Parents often sense this intuitively. They worry their child isn’t ready. Parents might even encourage some steps of adulting, but instead of helping their children prepare to carry weight, the parent will lessen the weight or remove the weight, hoping readiness will magically appear later.

It doesn’t. Weight trains capacity over time for the child becoming an adult. Struggle develops strength. Responsibility clarifies identity. This doesn’t mean parents should be cold, distant, or indifferent. It means the love of a parent must evolve for the child to learn to carry this weight into adulthood.

That transition is one of the hardest shifts a parent will ever make. Because it feels like loss. It feels like stepping back when everything in you wants to step in. It feels like trust when certainty is gone. It feels like faith, because it is.

Jesus never promised to remove the yoke of adulthood. He promised to be present within it. That distinction changes everything. If parents believe the goal is to eliminate struggle, they will panic when struggle appears. If parents believe the goal is formation over time, they will stay steady when struggle comes. The weight your child is carrying may not be evidence of failure. It may be evidence that adulthood has begun.

The question is not whether the child will carry the weight. The question is whether the child will learn to carry it alone, under anxiety, under pressure, under false expectations as the enter into adulthood.

Chapter 1 Action Step:  Identify the Weight You’re Carrying

This chapter isn’t asking you to change your parenting style. It’s asking you to notice what you’ve been carrying without realizing it. Set aside ten quiet minutes. No phone. No problem-solving.

On a piece of paper, complete this sentence as honestly as you can: “If my child struggles with _____________________________________, I feel personally responsible.”

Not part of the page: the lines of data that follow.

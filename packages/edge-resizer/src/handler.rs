use base64::engine::general_purpose::STANDARD as BASE64;
use base64::Engine as _;
use bytes::Bytes;
use std::collections::HashMap;

use edge_core::constants::CACHE_MAX_AGE_SECS;
use edge_core::errors::{StorageError, TransformError, ValidationError};
use edge_core::params::{parse_query, ImageExt};
use edge_core::validation::derive_object_key;

use crate::envelope::{CloudFrontRequest, CloudFrontResponse, EdgeResult, HeaderValue};
use crate::storage::ObjectFetcher;

/// リクエスト1件の終端結果
///
/// パススルー・エラー・成功のいずれか1つだけが生成される。
#[derive(Debug)]
pub enum Outcome {
    Passthrough,
    BadRequest(String),
    NotFound(String),
    PayloadTooLarge(String),
    ServerError(String),
    Success(Bytes, ImageExt),
}

/// リクエストを処理して結果のエンベロープを返す
///
/// パイプライン: 解析 → ゲート → 取得 → 変換 → レスポンス生成。
/// 内部リトライはなく、各段の失敗は即座に終端する。
pub async fn handle(fetcher: &dyn ObjectFetcher, request: CloudFrontRequest) -> EdgeResult {
    run_pipeline(fetcher, &request).await.into_result(request)
}

async fn run_pipeline(fetcher: &dyn ObjectFetcher, request: &CloudFrontRequest) -> Outcome {
    let params = parse_query(&request.querystring);

    // 変換パラメータが無ければ変換せず元リクエストを通す（拡張子不問）
    if !params.has_any() {
        return Outcome::Passthrough;
    }

    let Some(ext) = ImageExt::from_uri(&request.uri) else {
        tracing::warn!(uri = %request.uri, "unsupported or missing image extension");
        return ValidationError::UnsupportedExtension.into();
    };

    let key = match derive_object_key(&request.uri) {
        Ok(key) => key,
        Err(err) => {
            tracing::warn!(uri = %request.uri, error = %err, "invalid object key");
            return err.into();
        }
    };

    tracing::info!(key = %key, "fetching original object");
    let original = match fetcher.fetch(&key).await {
        Ok(bytes) => bytes,
        Err(err) => return err.into(),
    };

    tracing::info!(
        key = %key,
        w = ?params.width,
        h = ?params.height,
        q = ?params.quality,
        "transforming image"
    );
    match crate::transform::transform(&original, ext, &params) {
        Ok(output) => Outcome::Success(output, ext),
        Err(err) => err.into(),
    }
}

impl From<ValidationError> for Outcome {
    fn from(err: ValidationError) -> Self {
        Outcome::BadRequest(err.to_string())
    }
}

impl From<StorageError> for Outcome {
    fn from(err: StorageError) -> Self {
        match err {
            StorageError::NotFound { key } => {
                tracing::warn!(key = %key, "object not found");
                Outcome::NotFound("object not found".to_string())
            }
            StorageError::TooLarge { size, max } => {
                tracing::warn!(size = %size, max = %max, "original object exceeds fetch ceiling");
                Outcome::PayloadTooLarge("original image is too large".to_string())
            }
            StorageError::Internal(msg) => {
                tracing::error!(error = %msg, "storage error");
                Outcome::ServerError("storage error".to_string())
            }
        }
    }
}

impl From<TransformError> for Outcome {
    fn from(err: TransformError) -> Self {
        match err {
            TransformError::FormatMismatch {
                requested,
                detected,
            } => {
                tracing::warn!(requested = %requested, detected = %detected, "mismatched image format");
                Outcome::BadRequest("Mismatched image format".to_string())
            }
            TransformError::OutputTooLarge { size, max } => {
                tracing::warn!(size = %size, max = %max, "transformed image exceeds size limit");
                Outcome::PayloadTooLarge("transformed image exceeds size limit".to_string())
            }
            TransformError::ProcessingFailed(msg) => {
                tracing::error!(error = %msg, "image processing failed");
                Outcome::ServerError("image processing failed".to_string())
            }
        }
    }
}

impl Outcome {
    /// 終端結果を最終エンベロープに変換する
    fn into_result(self, request: CloudFrontRequest) -> EdgeResult {
        match self {
            Outcome::Passthrough => EdgeResult::Request(request),
            Outcome::BadRequest(msg) => {
                EdgeResult::Response(error_response("400", "Bad Request", msg))
            }
            Outcome::NotFound(msg) => EdgeResult::Response(error_response("404", "Not Found", msg)),
            Outcome::PayloadTooLarge(msg) => {
                EdgeResult::Response(error_response("413", "Payload Too Large", msg))
            }
            Outcome::ServerError(msg) => {
                EdgeResult::Response(error_response("500", "Server Error", msg))
            }
            Outcome::Success(bytes, ext) => EdgeResult::Response(success_response(&bytes, ext)),
        }
    }
}

fn header(value: &str) -> Vec<HeaderValue> {
    vec![HeaderValue {
        value: value.to_string(),
    }]
}

fn error_response(status: &str, description: &str, message: String) -> CloudFrontResponse {
    let mut headers = HashMap::new();
    headers.insert(
        "content-type".to_string(),
        header("text/plain; charset=utf-8"),
    );

    CloudFrontResponse {
        status: status.to_string(),
        status_description: description.to_string(),
        headers,
        body: Some(message),
        body_encoding: Some("text".to_string()),
    }
}

fn success_response(bytes: &Bytes, ext: ImageExt) -> CloudFrontResponse {
    let mut headers = HashMap::new();
    headers.insert("content-type".to_string(), header(ext.content_type()));
    headers.insert(
        "cache-control".to_string(),
        header(&format!("public, max-age={CACHE_MAX_AGE_SECS}, immutable")),
    );
    headers.insert("vary".to_string(), header("Accept,Accept-Encoding"));

    CloudFrontResponse {
        status: "200".to_string(),
        status_description: "OK".to_string(),
        headers,
        body: Some(BASE64.encode(bytes)),
        body_encoding: Some("base64".to_string()),
    }
}
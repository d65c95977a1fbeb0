/// デプロイ構成
///
/// バケット名とリージョンは固定の構成値。起動時に一度だけ読み込む。
#[derive(Debug, Clone)]
pub struct Config {
    pub bucket: String,
    pub region: String,
}

impl Config {
    /// 環境変数から Config を作成する
    ///
    /// 必須の環境変数:
    /// - BUCKET
    /// - AWS_REGION
    pub fn from_env() -> Result<Self, String> {
        let bucket = std::env::var("BUCKET").map_err(|_| "BUCKET is not set".to_string())?;
        let region =
            std::env::var("AWS_REGION").map_err(|_| "AWS_REGION is not set".to_string())?;

        Ok(Self { bucket, region })
    }
}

Don’t explain your answers. Don’t defend them. Just list them.

Common answers include:

  • anxiety
  • faith
  • finances
  • relationships
  • emotional stability
  • motivation
  • happiness
  • direction

Now circle anything on your list that involves another adult’s internal life.  It can be their emotions, beliefs, or identity. Those are likely weights you were never meant to carry.

Finally, answer one last question in a single sentence: “What am I afraid would happen if I stopped carrying this?” 

You don’t need to resolve that fear yet. You just need to name it. Because before weight can be transferred, it has to be recognized.